**ABOUT THIS TASK**
Nothing but the line with "Ok(kind) => config.selector.strategy" and the lines after it should appear, each retyped exactly as in the listing.

**MATERIAL FOR THIS TASK**
········
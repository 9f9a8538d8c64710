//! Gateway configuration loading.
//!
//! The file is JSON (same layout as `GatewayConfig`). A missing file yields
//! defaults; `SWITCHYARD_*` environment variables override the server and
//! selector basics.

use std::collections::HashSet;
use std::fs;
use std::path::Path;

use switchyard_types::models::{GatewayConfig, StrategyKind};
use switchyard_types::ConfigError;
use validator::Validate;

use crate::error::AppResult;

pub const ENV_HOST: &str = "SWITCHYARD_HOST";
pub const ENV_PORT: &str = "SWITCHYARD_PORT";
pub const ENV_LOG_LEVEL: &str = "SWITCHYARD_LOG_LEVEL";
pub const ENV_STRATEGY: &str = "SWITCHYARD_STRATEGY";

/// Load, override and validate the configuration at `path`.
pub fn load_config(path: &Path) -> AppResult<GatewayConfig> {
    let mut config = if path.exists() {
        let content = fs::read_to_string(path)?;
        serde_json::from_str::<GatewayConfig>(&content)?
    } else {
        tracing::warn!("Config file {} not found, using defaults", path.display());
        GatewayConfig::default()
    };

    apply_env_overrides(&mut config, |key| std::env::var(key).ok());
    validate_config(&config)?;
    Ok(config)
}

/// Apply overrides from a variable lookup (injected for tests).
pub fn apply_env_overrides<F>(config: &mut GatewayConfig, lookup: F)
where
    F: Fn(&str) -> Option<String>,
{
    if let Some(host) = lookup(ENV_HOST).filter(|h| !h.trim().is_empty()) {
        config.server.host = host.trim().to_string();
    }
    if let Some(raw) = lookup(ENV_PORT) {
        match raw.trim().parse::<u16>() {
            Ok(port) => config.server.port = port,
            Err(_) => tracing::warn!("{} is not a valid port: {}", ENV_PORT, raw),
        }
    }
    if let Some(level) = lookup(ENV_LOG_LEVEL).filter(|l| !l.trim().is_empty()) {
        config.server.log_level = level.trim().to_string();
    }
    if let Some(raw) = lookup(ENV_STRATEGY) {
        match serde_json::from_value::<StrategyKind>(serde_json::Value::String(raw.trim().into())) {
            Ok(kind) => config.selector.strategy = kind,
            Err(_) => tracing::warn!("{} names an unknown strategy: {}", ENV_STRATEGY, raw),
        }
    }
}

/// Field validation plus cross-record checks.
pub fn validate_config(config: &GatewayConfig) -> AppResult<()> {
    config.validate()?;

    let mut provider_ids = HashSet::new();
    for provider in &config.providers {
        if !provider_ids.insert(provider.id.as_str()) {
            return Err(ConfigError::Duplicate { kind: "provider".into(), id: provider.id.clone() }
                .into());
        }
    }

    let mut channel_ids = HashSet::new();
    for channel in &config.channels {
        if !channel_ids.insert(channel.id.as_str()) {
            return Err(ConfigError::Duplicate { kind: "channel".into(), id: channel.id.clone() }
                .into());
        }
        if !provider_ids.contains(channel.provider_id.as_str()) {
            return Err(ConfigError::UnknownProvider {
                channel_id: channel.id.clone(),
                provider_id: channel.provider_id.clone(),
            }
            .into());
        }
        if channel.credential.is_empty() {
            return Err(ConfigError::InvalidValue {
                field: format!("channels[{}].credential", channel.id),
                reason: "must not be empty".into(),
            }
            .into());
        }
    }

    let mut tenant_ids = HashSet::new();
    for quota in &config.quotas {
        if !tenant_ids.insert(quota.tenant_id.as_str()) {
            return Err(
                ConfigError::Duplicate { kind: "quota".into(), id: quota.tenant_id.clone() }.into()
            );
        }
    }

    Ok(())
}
········
**RESULT**
            Ok(kind) => config.selector.strategy = kind,
            Err(_) => tracing::warn!("{} names an unknown strategy: {}", ENV_STRATEGY, raw),
        }
    }
}

/// Field validation plus cross-record checks.
pub fn validate_config(config: &GatewayConfig) -> AppResult<()> {
    config.validate()?;

    let mut provider_ids = HashSet::new();
    for provider in &config.providers {
        if !provider_ids.insert(provider.id.as_str()) {
            return Err(ConfigError::Duplicate { kind: "provider".into(), id: provider.id.clone() }
                .into());
        }
    }

    let mut channel_ids = HashSet::new();
    for channel in &config.channels {
        if !channel_ids.insert(channel.id.as_str()) {
            return Err(ConfigError::Duplicate { kind: "channel".into(), id: channel.id.clone() }
                .into());
        }
        if !provider_ids.contains(channel.provider_id.as_str()) {
            return Err(ConfigError::UnknownProvider {
                channel_id: channel.id.clone(),
                provider_id: channel.provider_id.clone(),
            }
            .into());
        }
        if channel.credential.is_empty() {
            return Err(ConfigError::InvalidValue {
                field: format!("channels[{}].credential", channel.id),
                reason: "must not be empty".into(),
            }
            .into());
        }
    }

    let mut tenant_ids = HashSet::new();
    for quota in &config.quotas {
        if !tenant_ids.insert(quota.tenant_id.as_str()) {
            return Err(
                ConfigError::Duplicate { kind: "quota".into(), id: quota.tenant_id.clone() }.into()
            );
        }
    }

    Ok(())
}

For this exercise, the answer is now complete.